Negligência, agressão psicológica e violência física são as violações mais relatadas
Mãe de três filhos, de 7,8 e 12 anos, Maria (nome fictício) foi denunciada no ano passado pelos vizinhos por negligência. Sem parentes ou amigos que pudessem ficar com as crianças, ela costumava as deixar sozinhas em casa para buscar terapias e consultas médicas para o menino mais novo que foi diagnosticado com autismo.
Situações como a dessa família não são raras no Brasil. O Disque 100, canal do Ministério de Direitos Humanos, recebeu 144.580 denúncias de violações de direitos de crianças e adolescentes em 2016. São 396 ocorrências por dia ou 16 a cada hora.
O dado integra o Cenário da Infância e da Adolescência no Brasil, elaborado pela Fundação Abrinq (Associação Brasileira dos Fabricantes de Brinquedo), que será lançado nesta terça-feira, 24. Dentre as denúncias recebidas pelo Disque 100, a maioria (71,3%) é por negligência, seguido de agressão psicológica (44,5%) e violência física (42,1%) – em uma ocorrência podem ser informados mais de um tipo de violação.
“O número de denúncias é muito alto, mas, infelizmente, acreditamos que ainda esteja subestimado. Muitas das violências contra a criança não são denunciadas. Em parte porque a agressão ocorre dentro de casa, mas também porque muitas pessoas ainda pensam que não devem interferir no ambiente familiar”, diz Heloisa Oliveira, administradora executiva da fundação.
Ela ainda ressalta que normalmente as crianças e adolescentes mais vulneráveis aos maus tratos são aquelas que já tiveram outros direitos violados pelo Estado, como acesso à educação, saúde e assistência social. O estudo mostra que no País há 5,8 milhões de crianças entre 0 e 14 anos (13,7% do total dessa faixa etária) vivendo em situação de extrema pobreza e 2,55 milhões entre 5 e 17 anos que trabalham.
“Há uma ausência de políticas estruturantes, com um olhar multissetorial, para proteger essas crianças. Possivelmente essas vítimas, que sofrem em casa, também não tiveram acesso à creche, lazer, esportes, condições sociais dignas”, afirma Heloisa.
Apesar das denúncias contra Maria, a situação da família só mudou quando a direção da escola das crianças acionou o Conselho Tutelar e o Centro de Referência de Assistência Social (Cras) para entender o que ocorria na casa. “Percebemos que ela tinha dificuldades financeiras, falta de apoio e até de informação sobre o que ela tinha direito.

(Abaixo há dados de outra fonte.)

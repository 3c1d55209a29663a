//! Parameter registry and per-parameter history.

use axum::extract::{Path, State};
use axum::Extension;
use axum::Json;

use crate::api::error::ApiError;
use crate::api::types::{ApiContext, UserContext};
use crate::dashboard::{self, ParameterSeries};
use crate::labs::registry;
use crate::models::ParameterDefinition;

/// `GET /api/parameters`: every tracked parameter in display order.
pub async fn list() -> Json<&'static [ParameterDefinition]> {
    Json(registry::all())
}

/// `GET /api/parameters/:key/series`: the caller's measurements of one
/// parameter, oldest first.
pub async fn series(
    State(ctx): State<ApiContext>,
    Extension(caller): Extension<UserContext>,
    Path(key): Path<String>,
) -> Result<Json<ParameterSeries>, ApiError> {
    let key = registry::parse_key(&key)
        .ok_or_else(|| ApiError::NotFound(format!("Unknown parameter: {key}")))?;

    let book = ctx.core.book(caller.user.id).await?;
    Ok(Json(dashboard::series(&book, key)))
}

Ela não queria causar mal às crianças, estava fazendo o que acreditava ser melhor por não ver opções”, conta Cláudio Marques da Silva Neto, diretor da Escola Municipal de Ensino Fundamental (EMEF) Infante Dom Henrique, no Canindé, região central de São Paulo.
Sem ter quem cuidasse das crianças e por não saber quais serviços de saúde buscar o atendimento para o menino mais novo, ela deixava os filhos sozinhos em casa e eles muitas vezes faltavam à escola por não ter quem os levasse. “Como fizemos uma reunião com profissionais de várias áreas, elas recebeu as informações que precisava e foi encaminhada para os serviços corretos”, conta Silva Neto.
Além do atendimento médico para o caçula, os dois filhos mais velhos também foram encaminhados para pediatras e psiquiatras. “Como eles faltavam muito, o desenvolvimento deles também estava sendo comprometido. A família toda sofria com o abandono social”, diz o diretor.
Segundo dados do ministério, os principais suspeitos/denunciados são as mães (41% dos casos) e pais (18%) e mais da metade dos casos (53%) são de ocorrências na própria casa da criança. “Os dados mostram que quem agride é quem deveria proteger essas crianças. Por isso, a importância de capacitarmos quem trabalha nas escolas e unidades de saúde para que saibam identificar os sinais de violência. Precisamos de um esforço em conjunto para reverter esse quadro tão triste”, diz Heloisa.